Buster Posey, Retaliation, Sam LeCure

A Time and a Place for Everything, or: What Was it You Were Retaliating for, Again?

Buster's revenge: Posey takes Sam LeCure deep in the ninth.

In baseball, it’s not difficult to determine what constitutes a retaliation-worthy offense, and what does not. Intent behind that HBP? Retaliate away. Nobody should say a word.

On Tuesday, however, Reds reliever Sam LeCure apparently didn’t care for the fact that Joey Votto was drilled in the backside by San Francisco’s Dan Otero during what would become a six-run inning. What he failed to consider: Otero is a rookie with all of 6.2 innings to his name this season, and was in the midst of a full-throated meltdown—all six runs were his, in fewer than two innings—that saw his ERA rise from 2.70 to 8.64. The guy was clearly not hitting his marks.

Which didn’t keep LeCure from putting a ball behind Buster Posey’s knee in the ninth.

Giants manager Bruce Bochy was seen to mouth the words, “That’s fucking bullshit” in the dugout, and was more than happy to expound on that theme after the game.

“The kid (Otero) has got two weeks in the big-leagues,” he told the press. “He’s trying to get through an inning. He’s trying to survive. He’s not trying to hit anybody. He was scuffling out there. I’m sure he was nervous. . . . That’s how people get hurt. Here’s a guy (Posey) we lost for a long time last year and he gets a ball thrown at his kneecap.”

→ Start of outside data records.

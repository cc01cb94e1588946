// src/pipeline/display.rs

//! Status table rendering and the failure report.

use std::collections::BTreeMap;
use std::sync::Arc;

use comfy_table::{Cell, CellAlignment, Color, ContentArrangement, Table, presets};

use crate::pipeline::PipelineConfig;
use crate::task::{Task, TaskState};

/// Renders the periodic status view to stdout.
pub(crate) struct StatusView {
    name: String,
    clear_screen: bool,
    hide_successful: bool,
}

impl StatusView {
    pub(crate) fn new(config: &PipelineConfig) -> Self {
        Self {
            name: config.name.clone(),
            clear_screen: config.clear_screen,
            hide_successful: config.hide_successful_terminated_tasks,
        }
    }

    pub(crate) fn render(&self, tasks: &[Arc<Task>]) {
        let mut table = Table::new();
        table
            .load_preset(presets::ASCII_MARKDOWN)
            .set_content_arrangement(ContentArrangement::Dynamic)
            .set_header(vec![
                header_cell("ID"),
                header_cell("Name"),
                header_cell("Job ID"),
                header_cell("Job State"),
                header_cell("State"),
                header_cell("Deps"),
            ]);

        let mut histogram: BTreeMap<TaskState, usize> = BTreeMap::new();

        for task in tasks {
            let state = task.state();
            *histogram.entry(state).or_default() += 1;

            if self.hide_successful && state.is_successful_terminal() {
                continue;
            }

            let color = state_color(state);
            let job = task.job();
            let job_id = job.as_ref().map(|j| j.id.clone()).unwrap_or_default();
            let job_state = job
                .as_ref()
                .map(|j| j.state.to_string())
                .unwrap_or_default();
            let deps = task
                .task_dependencies()
                .iter()
                .filter_map(|dep| dep.queue_id())
                .map(|id| id.to_string())
                .collect::<Vec<_>>()
                .join(", ");

            table.add_row(vec![
                Cell::new(task.queue_id().unwrap_or(0)).set_alignment(CellAlignment::Right),
                Cell::new(task.name()),
                Cell::new(job_id),
                Cell::new(job_state).fg(color),
                Cell::new(state.label()).fg(color),
                Cell::new(deps),
            ]);
        }

        let mut summary = Table::new();
        summary
            .load_preset(presets::ASCII_MARKDOWN)
            .set_header(vec![header_cell("State"), header_cell("Count")]);
        for (state, count) in &histogram {
            summary.add_row(vec![
                Cell::new(state.label()).fg(state_color(*state)),
                Cell::new(count).set_alignment(CellAlignment::Right),
            ]);
        }

        if self.clear_screen {
            // Clear and move the cursor home.
            print!("\x1b[2J\x1b[H");
        }
        println!("Pipeline: {}", self.name);
        println!("{table}");
        println!("{summary}");
    }
}

fn header_cell(text: &str) -> Cell {
    Cell::new(text)
        .set_alignment(CellAlignment::Center)
        .fg(Color::Blue)
}

fn state_color(state: TaskState) -> Color {
    match state {
        TaskState::Waiting | TaskState::Pending => Color::Blue,
        TaskState::Running => Color::Yellow,
        TaskState::Finished | TaskState::Skipped => Color::Green,
        TaskState::Failed | TaskState::DepFailed => Color::Red,
        TaskState::Hold | TaskState::Canceled | TaskState::Unknown => Color::White,
    }
}

/// Print the captured output of every task whose own state is Failed.
///
/// DEPFAILED tasks never ran; there is nothing to show for them.
pub(crate) fn report_failures(tasks: &[Arc<Task>]) {
    let failed: Vec<&Arc<Task>> = tasks
        .iter()
        .filter(|t| t.state() == TaskState::Failed)
        .collect();
    if failed.is_empty() {
        return;
    }

    println!();
    println!("---> Summary of failed tasks:");
    for task in failed {
        println!();
        println!(
            "Details for task {} - {}",
            task.queue_id().unwrap_or(0),
            task.name()
        );
        if let Some(message) = task.failure_message() {
            println!("{message}");
        }
        println!("STDOUT");
        println!("{}", task.stdout());
        println!("STDERR");
        println!("{}", task.stderr());
    }
}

Henry Schulman of the San Francisco Chronicle had an interesting take on LeCure’s rationale, going back to Daniel Hudson’s preseason proclamation that Arizona pitchers would no longer tolerate shots at their teammates:

During spring training, Arizonastarter Daniel Hudson articulated a warning to all the pitchers in the National League. Justin Upton is the Diamondbacks’ best player and he was hit by 19 pitches last year, most in the National League. So Hudson made it clear that if Upton continued to get hit, the Diamondbacks would retaliate.

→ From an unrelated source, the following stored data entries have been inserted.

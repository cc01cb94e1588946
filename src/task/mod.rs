// src/task/mod.rs

//! Tasks: units of work with declared artifact dependencies and products.
//!
//! - [`state`] holds the lifecycle state enum.
//! - [`failure`] holds the tagged failure variant stored on failed tasks.
//! - [`capture`] holds the per-task stdout/stderr capture sink.
//! - [`builder`] provides the declarative construction surface.

pub mod builder;
pub mod capture;
pub mod failure;
pub mod state;

pub use builder::TaskBuilder;
pub use capture::TaskIo;
pub use failure::{TaskFailure, TaskFailureKind};
pub use state::TaskState;

use std::fmt;
use std::panic::{self, AssertUnwindSafe};
use std::sync::{Arc, Mutex, MutexGuard, OnceLock, PoisonError};
use std::time::SystemTime;

use tracing::debug;

use crate::artifact::Artifact;
use crate::exec::JobHandle;

/// Signature of a task body. Arguments are captured by the closure; the
/// [`TaskIo`] argument is the capture sink for the body's output.
pub type TaskFn = dyn Fn(&mut TaskIo) -> anyhow::Result<()> + Send + Sync;

/// Mutable task fields guarded by one lock, so that compound transitions
/// (state + failure, state + job handle) are atomic.
#[derive(Debug, Default)]
struct TaskCell {
    state: TaskState,
    failure: Option<TaskFailure>,
    job: Option<JobHandle>,
}

/// Dependency fields resolved exactly once, by `Pipeline::resolve`.
pub(crate) struct ResolvedDeps {
    /// Tasks whose products this task consumes, plus hard dependencies.
    pub task_deps: Vec<Arc<Task>>,
    /// Artifact dependencies with no producer task; must exist on disk.
    pub path_deps: Vec<Artifact>,
}

/// A unit of work wrapping a user function plus its declared dependency and
/// product artifacts.
///
/// Tasks are shared as `Arc<Task>`: hard dependencies, the pipeline's queue
/// and executor workers all hold references to the same object. All mutable
/// fields use interior mutability; state reads and writes are ordered through
/// a single mutex.
pub struct Task {
    name: String,
    func: Box<TaskFn>,
    dependencies: Vec<Artifact>,
    products: Vec<Artifact>,
    hard_dependencies: Vec<Arc<Task>>,
    /// Extra values participating in task equality (see `PartialEq` below).
    eq_tokens: Vec<String>,
    always_build: bool,
    /// 1-based registration ordinal, set once by `Pipeline::add_task`.
    queue_id: OnceLock<usize>,
    resolved: OnceLock<ResolvedDeps>,
    cell: Mutex<TaskCell>,
    stdout_buf: Mutex<Vec<u8>>,
    stderr_buf: Mutex<Vec<u8>>,
}

impl Task {
    /// Functional construction style: the caller supplies the dependency and
    /// product artifact lists explicitly.
    pub fn new<F>(
        name: impl Into<String>,
        func: F,
        dependencies: Vec<Artifact>,
        products: Vec<Artifact>,
    ) -> Self
    where
        F: Fn(&mut TaskIo) -> anyhow::Result<()> + Send + Sync + 'static,
    {
        Self::from_parts(
            name.into(),
            Box::new(func),
            dependencies,
            products,
            Vec::new(),
            Vec::new(),
            false,
        )
    }

    pub(crate) fn from_parts(
        name: impl Into<String>,
        func: Box<TaskFn>,
        dependencies: Vec<Artifact>,
        products: Vec<Artifact>,
        hard_dependencies: Vec<Arc<Task>>,
        eq_tokens: Vec<String>,
        always_build: bool,
    ) -> Self {
        Self {
            name: name.into(),
            func,
            dependencies,
            products,
            hard_dependencies,
            eq_tokens,
            always_build,
            queue_id: OnceLock::new(),
            resolved: OnceLock::new(),
            cell: Mutex::new(TaskCell::default()),
            stdout_buf: Mutex::new(Vec::new()),
            stderr_buf: Mutex::new(Vec::new()),
        }
    }

    /// Declarative construction style.
    pub fn builder<F>(name: impl Into<String>, func: F) -> TaskBuilder
    where
        F: Fn(&mut TaskIo) -> anyhow::Result<()> + Send + Sync + 'static,
    {
        TaskBuilder::new(name, func)
    }

    /// Tasks that must terminate successfully before this one, regardless of
    /// artifacts.
    pub fn with_hard_dependencies(mut self, tasks: Vec<Arc<Task>>) -> Self {
        self.hard_dependencies = tasks;
        self
    }

    /// Values that participate in task equality in addition to name,
    /// dependencies and products.
    pub fn with_eq_tokens(mut self, tokens: Vec<String>) -> Self {
        self.eq_tokens = tokens;
        self
    }

    /// Disable the up-to-date skip decision for this task.
    pub fn with_always_build(mut self, always_build: bool) -> Self {
        self.always_build = always_build;
        self
    }

    pub fn name(&self) -> &str {
        &self.name
    }

    /// 1-based registration ordinal, or `None` before registration.
    pub fn queue_id(&self) -> Option<usize> {
        self.queue_id.get().copied()
    }

    pub fn dependencies(&self) -> &[Artifact] {
        &self.dependencies
    }

    pub fn products(&self) -> &[Artifact] {
        &self.products
    }

    pub fn hard_dependencies(&self) -> &[Arc<Task>] {
        &self.hard_dependencies
    }

    /// Resolved task-level dependencies. Empty before resolution.
    pub fn task_dependencies(&self) -> &[Arc<Task>] {
        self.resolved
            .get()
            .map(|r| r.task_deps.as_slice())
            .unwrap_or(&[])
    }

    /// Resolved standalone path dependencies. Empty before resolution.
    pub fn path_dependencies(&self) -> &[Artifact] {
        self.resolved
            .get()
            .map(|r| r.path_deps.as_slice())
            .unwrap_or(&[])
    }

    pub(crate) fn assign_queue_id(&self, id: usize) {
        let _ = self.queue_id.set(id);
    }

    pub(crate) fn set_resolved(&self, resolved: ResolvedDeps) {
        let _ = self.resolved.set(resolved);
    }

    fn cell(&self) -> MutexGuard<'_, TaskCell> {
        // The lock is never held across user code, so poisoning cannot
        // occur; recover the guard instead of panicking if it somehow does.
        self.cell.lock().unwrap_or_else(PoisonError::into_inner)
    }

    pub fn state(&self) -> TaskState {
        self.cell().state
    }

    /// Transition to `next`, unless the current state is terminal.
    ///
    /// Terminal states absorb all further transitions; this is what keeps a
    /// late `Finished` write from an executor worker from overwriting a
    /// `Canceled` set by the scheduler.
    pub fn set_state(&self, next: TaskState) {
        let mut cell = self.cell();
        if cell.state.is_terminal() || cell.state == next {
            return;
        }
        debug!(task = %self.name, from = %cell.state, to = %next, "task state transition");
        cell.state = next;
    }

    /// Compound transition to `Failed` with the failure variant recorded.
    /// No-op if the task is already terminal.
    pub fn fail(&self, failure: TaskFailure) -> TaskFailureKind {
        let kind = failure.kind();
        let mut cell = self.cell();
        if cell.state.is_terminal() {
            return kind;
        }
        debug!(task = %self.name, from = %cell.state, failure = %failure, "task failed");
        cell.state = TaskState::Failed;
        cell.failure = Some(failure);
        kind
    }

    pub fn failure_kind(&self) -> Option<TaskFailureKind> {
        self.cell().failure.as_ref().map(TaskFailure::kind)
    }

    pub fn failure_message(&self) -> Option<String> {
        self.cell().failure.as_ref().map(|f| f.to_string())
    }

    /// Cluster backends store the external job handle here.
    pub fn job(&self) -> Option<JobHandle> {
        self.cell().job.clone()
    }

    pub(crate) fn set_job(&self, job: JobHandle) {
        self.cell().job = Some(job);
    }

    pub(crate) fn update_job_state(&self, state: crate::exec::JobState) {
        if let Some(job) = self.cell().job.as_mut() {
            job.state = state;
        }
    }

    /// Captured standard output of the task body, lossily decoded.
    pub fn stdout(&self) -> String {
        let buf = self
            .stdout_buf
            .lock()
            .unwrap_or_else(PoisonError::into_inner);
        String::from_utf8_lossy(&buf).into_owned()
    }

    /// Captured standard error of the task body, lossily decoded.
    pub fn stderr(&self) -> String {
        let buf = self
            .stderr_buf
            .lock()
            .unwrap_or_else(PoisonError::into_inner);
        String::from_utf8_lossy(&buf).into_owned()
    }

    /// Up-to-date check: a task is skippable when it declares products, all
    /// of them exist, and every product is at least as new as the newest
    /// artifact dependency. `always_build` opts out entirely.
    ///
    /// A task with no products is never skippable: it has no artifact
    /// evidence of being up to date.
    pub fn is_skippable(&self) -> bool {
        if self.always_build || self.products.is_empty() {
            return false;
        }

        let mut newest_dep: Option<SystemTime> = None;
        for dep in &self.dependencies {
            match dep.mtime() {
                Some(t) => {
                    if newest_dep.is_none_or(|n| t > n) {
                        newest_dep = Some(t);
                    }
                }
                // A missing dependency artifact cannot be compared against.
                None => return false,
            }
        }

        for product in &self.products {
            match product.mtime() {
                Some(t) => {
                    if newest_dep.is_some_and(|n| t < n) {
                        return false;
                    }
                }
                None => return false,
            }
        }

        true
    }

    /// Execute the task body on the calling worker.
    ///
    /// The outcome is recorded on the task (state plus failure variant); the
    /// returned kind is a convenience for callers that want to log it.
    ///
    /// Steps: verify path dependencies, snapshot product mtimes, run the
    /// function with a scoped capture sink, then verify that every product
    /// exists and that pre-existing products were rewritten.
    pub fn run(&self) -> Result<(), TaskFailureKind> {
        for dep in self.path_dependencies() {
            if !dep.exists() {
                return Err(self.fail(TaskFailure::DependencyNotMet(dep.clone())));
            }
        }

        let snapshot: Vec<Option<SystemTime>> =
            self.products.iter().map(|p| p.mtime()).collect();

        self.set_state(TaskState::Running);

        let mut io = TaskIo::new();
        let outcome = panic::catch_unwind(AssertUnwindSafe(|| (self.func)(&mut io)));

        // Keep whatever the body wrote, on every exit path.
        let (stdout, stderr) = io.into_buffers();
        *self
            .stdout_buf
            .lock()
            .unwrap_or_else(PoisonError::into_inner) = stdout;
        *self
            .stderr_buf
            .lock()
            .unwrap_or_else(PoisonError::into_inner) = stderr;

        let result = match outcome {
            Ok(result) => result,
            Err(payload) => Err(anyhow::anyhow!("task panicked: {}", panic_message(&payload))),
        };

        if let Err(err) = result {
            return Err(self.fail(TaskFailure::Raised(err)));
        }

        for (product, before) in self.products.iter().zip(&snapshot) {
            if !product.exists() {
                return Err(self.fail(TaskFailure::ProductNotProduced(product.clone())));
            }
            if let Some(before) = before {
                match product.mtime() {
                    Some(after) if after > *before => {}
                    _ => {
                        return Err(self.fail(TaskFailure::ProductNotUpdated(product.clone())));
                    }
                }
            }
        }

        self.set_state(TaskState::Finished);
        Ok(())
    }
}

impl fmt::Debug for Task {
    fn fmt(&self, f: &mut fmt::Formatter<'_>) -> fmt::Result {
        f.debug_struct("Task")
            .field("name", &self.name)
            .field("queue_id", &self.queue_id.get())
            .field("dependencies", &self.dependencies)
            .field("products", &self.products)
            .field("state", &self.state())
            .finish_non_exhaustive()
    }
}

/// Equality is value-based over the declared interface of the task: name,
/// dependency and product artifacts, and any explicit eq tokens. Arguments
/// captured by the closure are invisible to the pipeline and do not
/// participate unless surfaced as an eq token.
impl PartialEq for Task {
    fn eq(&self, other: &Self) -> bool {
        self.name == other.name
            && self.dependencies == other.dependencies
            && self.products == other.products
            && self.eq_tokens == other.eq_tokens
    }
}

impl Eq for Task {}

fn panic_message(payload: &(dyn std::any::Any + Send)) -> &str {
    // Some executor boundaries (polling a boxed `dyn Future` trait object)
    // re-box the payload as `Box<dyn Any + Send>` before it reaches here;
    // unwrap that layer before matching on the actual message type.
    let mut current = payload;
    while let Some(boxed) = current.downcast_ref::<Box<dyn std::any::Any + Send>>() {
        current = &**boxed;
    }

    if let Some(s) = current.downcast_ref::<&str>() {
        s
    } else if let Some(s) = current.downcast_ref::<String>() {
        s.as_str()
    } else {
        "unknown panic payload"
    }
}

I get that. I also get that sometimes it’s OK for a team to retaliate for a hit batter even if it was accidental, if it keeps happening over and over. At some point, the batter’s team needs to show it will not let opponents continue to use a guy as a dartboard, and there will be consequences.

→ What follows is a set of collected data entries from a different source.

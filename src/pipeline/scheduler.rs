// src/pipeline/scheduler.rs

//! The pipeline scheduler: registration, resolution and the main loop.

use std::collections::{BTreeMap, HashMap, HashSet};
use std::sync::Arc;

use tokio::sync::watch;
use tracing::{debug, info, warn};

use crate::artifact::Artifact;
use crate::dag::{self, TaskGraph};
use crate::errors::{DeplineError, Result};
use crate::exec::Executor;
use crate::pipeline::display::{self, StatusView};
use crate::pipeline::{PipelineConfig, RunReport};
use crate::task::{Task, TaskFailure, TaskState};

/// Owns the task set, validates registration, resolves the DAG and drives
/// tasks through their state machine.
///
/// The scheduler itself is single-threaded: one loop alternates a failure
/// propagation pass, a submission pass and a display update, sleeping
/// `refresh_period` in between. All parallelism lives in the executor.
pub struct Pipeline {
    config: PipelineConfig,
    executor: Arc<dyn Executor>,
    tasks: Vec<Arc<Task>>,
    /// Product -> producing task index; the unique-producer table.
    registered_products: HashMap<Artifact, usize>,
    /// Indices of tasks already submitted to the executor or skipped.
    handled: HashSet<usize>,
    graph: Option<TaskGraph>,
}

impl Pipeline {
    pub fn new(executor: Arc<dyn Executor>) -> Self {
        Self::with_config(executor, PipelineConfig::default())
    }

    pub fn with_config(executor: Arc<dyn Executor>, config: PipelineConfig) -> Self {
        Self {
            config,
            executor,
            tasks: Vec::new(),
            registered_products: HashMap::new(),
            handled: HashSet::new(),
            graph: None,
        }
    }

    pub fn tasks(&self) -> &[Arc<Task>] {
        &self.tasks
    }

    /// Register a task.
    ///
    /// Idempotent on equality: adding a task equal to one already registered
    /// returns the existing handle and changes nothing. Fails if one of its
    /// products is already registered by another task, or if a hard
    /// dependency has not been registered yet.
    pub fn add_task(&mut self, task: Arc<Task>) -> Result<Arc<Task>> {
        if let Some(existing) = self
            .tasks
            .iter()
            .find(|t| Arc::ptr_eq(t, &task) || ***t == *task)
        {
            debug!(task = %task.name(), "task already registered; returning existing entry");
            return Ok(existing.clone());
        }

        for product in task.products() {
            if let Some(&producer) = self.registered_products.get(product) {
                return Err(DeplineError::ProductAlreadyRegistered {
                    product: product.clone(),
                    existing: self.tasks[producer].name().to_string(),
                    attempted: task.name().to_string(),
                });
            }
        }

        for hard in task.hard_dependencies() {
            let registered = self
                .tasks
                .iter()
                .any(|t| Arc::ptr_eq(t, hard) || **t == **hard);
            if !registered {
                return Err(DeplineError::TaskNotInQueue {
                    task: task.name().to_string(),
                    dependency: hard.name().to_string(),
                });
            }
        }

        let index = self.tasks.len();
        for product in task.products() {
            self.registered_products.insert(product.clone(), index);
        }
        task.assign_queue_id(index + 1);
        self.tasks.push(task.clone());

        debug!(task = %task.name(), queue_id = index + 1, "task registered");
        Ok(task)
    }

    /// Register several tasks, in order.
    pub fn add_tasks(&mut self, tasks: impl IntoIterator<Item = Arc<Task>>) -> Result<()> {
        for task in tasks {
            self.add_task(task)?;
        }
        Ok(())
    }

    /// Resolve artifact-level dependencies into the task-level DAG.
    ///
    /// Called by [`Pipeline::run`]; exposed for callers that want to validate
    /// a pipeline without running it.
    pub fn resolve(&mut self) -> Result<()> {
        let graph = dag::resolve(&self.tasks)?;
        self.graph = Some(graph);
        Ok(())
    }

    /// Drive every task to a terminal state and report the outcome.
    ///
    /// Registration and resolution errors are returned as `Err`; per-task
    /// failures are not. They are reflected in the report (and the exit
    /// code derived from it) after the failure report has been printed and
    /// outstanding work cancelled.
    pub async fn run(&mut self) -> Result<RunReport> {
        self.resolve()?;
        info!(
            pipeline = %self.config.name,
            tasks = self.tasks.len(),
            "pipeline starting"
        );

        // Ctrl-C enters the failure-exit path.
        let (interrupt_tx, mut interrupt_rx) = watch::channel(false);
        let interrupt_listener = tokio::spawn(async move {
            if tokio::signal::ctrl_c().await.is_ok() {
                let _ = interrupt_tx.send(true);
            }
        });

        let view = StatusView::new(&self.config);

        let report = loop {
            // Propagate dependency failures to a fixed point.
            while self.propagate_failures() > 0 {}

            self.submission_pass().await;

            if !self.config.quiet {
                view.render(&self.tasks);
            }

            if self.tasks.iter().all(|t| t.state().is_terminal()) {
                if self.tasks.iter().any(|t| t.state().is_failed_terminal()) {
                    break self.failure_exit(&view).await;
                }
                break self.success_exit();
            }

            tokio::select! {
                _ = tokio::time::sleep(self.config.refresh_period) => {}
                _ = interrupt_rx.changed() => {
                    warn!("interrupt received; stopping execution");
                    break self.interrupt_exit().await;
                }
            }
        };

        interrupt_listener.abort();
        Ok(report)
    }

    /// One propagation pass: mark waiting dependents of failed tasks as
    /// DEPFAILED. Returns the number of transitions; the caller loops until
    /// a pass changes nothing.
    fn propagate_failures(&self) -> usize {
        let Some(graph) = &self.graph else { return 0 };

        let mut changed = 0;
        for (index, task) in self.tasks.iter().enumerate() {
            if !task.state().is_failed_terminal() {
                continue;
            }
            for &dependent in graph.dependents_of(index) {
                let dependent_task = &self.tasks[dependent];
                if dependent_task.state() == TaskState::Waiting {
                    debug!(
                        task = %dependent_task.name(),
                        failed_dependency = %task.name(),
                        "dependency failed; marking DEPFAILED"
                    );
                    dependent_task.set_state(TaskState::DepFailed);
                    changed += 1;
                }
            }
        }
        changed
    }

    /// One submission pass over the queue, in registration order.
    async fn submission_pass(&mut self) {
        let handles_deps = self.executor.handles_dependencies();

        for index in 0..self.tasks.len() {
            if self.handled.contains(&index) {
                continue;
            }
            let task = self.tasks[index].clone();
            if task.state() != TaskState::Waiting {
                continue;
            }

            let ready = handles_deps
                || task
                    .task_dependencies()
                    .iter()
                    .all(|dep| dep.state().is_successful_terminal());
            if !ready {
                continue;
            }

            if task.is_skippable() {
                debug!(task = %task.name(), "products up to date; skipping");
                task.set_state(TaskState::Skipped);
                self.handled.insert(index);
                continue;
            }

            if self.config.submit_only_if_runnable && self.executor_cap_reached() {
                // Revisit on the next cycle.
                continue;
            }

            debug!(task = %task.name(), queue_id = index + 1, "submitting task");
            task.set_state(TaskState::Pending);
            let deps = task.task_dependencies().to_vec();
            if let Err(err) = self.executor.submit(task.clone(), deps).await {
                warn!(task = %task.name(), error = %err, "task submission failed");
                task.fail(TaskFailure::Executor(err.to_string()));
            }
            self.handled.insert(index);
        }
    }

    /// Whether a queue-depth limit of the executor is currently exhausted.
    fn executor_cap_reached(&self) -> bool {
        if let Some(cap) = self.executor.max_jobs_queued() {
            let in_flight = self
                .handled
                .iter()
                .filter(|&&i| !self.tasks[i].state().is_terminal())
                .count();
            if in_flight >= cap {
                return true;
            }
        }

        if let Some(cap) = self.executor.max_jobs_pending() {
            let pending = self
                .handled
                .iter()
                .filter(|&&i| {
                    matches!(self.tasks[i].state(), TaskState::Pending | TaskState::Hold)
                })
                .count();
            if pending >= cap {
                return true;
            }
        }

        false
    }

    async fn failure_exit(&self, view: &StatusView) -> RunReport {
        if !self.config.quiet {
            view.render(&self.tasks);
        }
        display::report_failures(&self.tasks);

        info!("canceling outstanding jobs");
        self.executor.cancel_all().await;

        self.build_report(false)
    }

    fn success_exit(&self) -> RunReport {
        info!(pipeline = %self.config.name, "all tasks done");
        self.build_report(false)
    }

    async fn interrupt_exit(&self) -> RunReport {
        self.executor.cancel_all().await;
        // The scheduler may cancel any non-terminal task directly.
        for task in &self.tasks {
            task.set_state(TaskState::Canceled);
        }
        display::report_failures(&self.tasks);
        self.build_report(true)
    }

    fn build_report(&self, interrupted: bool) -> RunReport {
        let mut histogram: BTreeMap<TaskState, usize> = BTreeMap::new();
        for task in &self.tasks {
            *histogram.entry(task.state()).or_default() += 1;
        }
        let success = !interrupted
            && self
                .tasks
                .iter()
                .all(|t| t.state().is_successful_terminal());

        RunReport {
            histogram,
            success,
            interrupted,
        }
    }
}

Thus, when Reds reliever Sam LeCure threw behind Buster Posey in the ninth inning of tonight’s 9-2 Reds win, in obvious retaliation for Dan Otero’s equally obvious accidental drilling of Joey Votto in the seventh, I initially thought it was OK. I figured Votto had been a target lately and LeCure was just doing with the baseball what Hudson did with his language in spring training. So I grabbed the stat sheet to see how many times Votto had been hit this season.

Zero.

The part that makes the least sense is that the Giants’ leadoff batter the following inning was none other than Dan Otero (who was left in to mop up what was by then a hopeless game). Holding an eight-run lead, Reds reliever Jose Arredondo proceeded to strike him out. That was Cincinnati’s best—and some would say, only, as far as justification is concerned—shot at retaliation. That it took another inning and a different pitcher to get it done speaks to darker things. There’s a chance that Arredondo was influenced by Reds starter Matt Latos—so outspoken in his dislike of the Giants that before the game he handed a ball to the Cincinnati broadcasters inscribed with the phrase, “I hate the Giants.” (Latos and San Francisco built up no shortage of animosity in 2010, when the right-hander pitched for San Diego.)

The dugouts were warned, after which Posey got the best kind of revenge: He hit a two-run homer that ended Cincinnati’s bid for a shutout.